### TASK OBJECTIVE
Select all lines in the records that include "super".

┄┄┄┄┄┄┄┄┄┄

//! Property-based tests for schedule planning.
//!
//! - Generated plans always cover the remaining amount despite rounding.
//! - No planned date ever exceeds the goal's end date.

use chrono::{Duration, Utc};
use proptest::prelude::*;
use rust_decimal::Decimal;

use savium_shared::types::{GoalId, UserId};

use super::schedule::plan_installments;
use super::types::Goal;

/// Strategy to generate positive target amounts (0.01 to 100,000.00).
fn target_amount() -> impl Strategy<Value = Decimal> {
    (1i64..10_000_000i64).prop_map(|cents| Decimal::new(cents, 2))
}

/// Strategy to generate progress as a fraction of the target (0% to 150%).
fn progress_percent() -> impl Strategy<Value = Decimal> {
    (0i64..150i64).prop_map(Decimal::from)
}

fn goal_with(
    target: Decimal,
    progress: Decimal,
    days_to_end: i64,
    frequency: u32,
) -> Goal {
    let today = Utc::now().date_naive();
    Goal {
        id: GoalId::new(),
        owner_id: UserId::new(),
        co_owner_id: None,
        name: "prop goal".to_string(),
        target_amount: target,
        current_amount: (target * progress / Decimal::ONE_HUNDRED).round_dp(2),
        end_date: today + Duration::days(days_to_end),
        contribution_frequency_days: Some(frequency),
        contribution_amount: None,
        created_at: Utc::now(),
    }
}

proptest! {
    #![proptest_config(ProptestConfig::with_cases(200))]

    /// The plan's total is never below the remaining amount, and every
    /// date stays on or before the end date.
    #[test]
    fn prop_plan_covers_remainder_within_window(
        target in target_amount(),
        progress in progress_percent(),
        days_to_end in 1i64..365,
        frequency in 1u32..60,
    ) {
        let today = Utc::now().date_naive();
        let goal = goal_with(target, progress, days_to_end, frequency);
        let plan = plan_installments(&goal, today);

        for installment in &plan {
            prop_assert!(installment.date <= goal.end_date);
            prop_assert!(installment.date > today);
        }

        if !plan.is_empty() {
            let total: Decimal = plan.iter().map(|p| p.amount).sum();
            prop_assert!(total >= goal.remaining_amount());
        }
    }

    /// A plan exists exactly when something remains and at least one
    /// whole frequency window fits before the end date.
    #[test]
    fn prop_plan_emptiness_matches_inputs(
        target in target_amount(),
        progress in progress_percent(),
        days_to_end in 1i64..365,
        frequency in 1u32..60,
    ) {
        let today = Utc::now().date_naive();
        let goal = goal_with(target, progress, days_to_end, frequency);
        let plan = plan_installments(&goal, today);

        let has_room = days_to_end / i64::from(frequency) > 0;
        let has_remainder = goal.remaining_amount() > Decimal::ZERO;
        prop_assert_eq!(plan.is_empty(), !(has_room && has_remainder));
    }

    /// Installment count never exceeds the number of whole frequency
    /// windows, and all auto amounts are equal.
    #[test]
    fn prop_plan_shape(
        target in target_amount(),
        days_to_end in 1i64..365,
        frequency in 1u32..60,
    ) {
        let today = Utc::now().date_naive();
        let goal = goal_with(target, Decimal::ZERO, days_to_end, frequency);
        let plan = plan_installments(&goal, today);

        let max_installments = days_to_end / i64::from(frequency);
        prop_assert!(i64::try_from(plan.len()).unwrap() <= max_installments);

        if let Some(first) = plan.first() {
            prop_assert!(plan.iter().all(|p| p.amount == first.amount));
        }
    }
}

┄┄┄┄┄┄┄┄┄┄

### ANSWER TO THIS PROBLEM
use super::schedule::plan_installments;
use super::types::Goal;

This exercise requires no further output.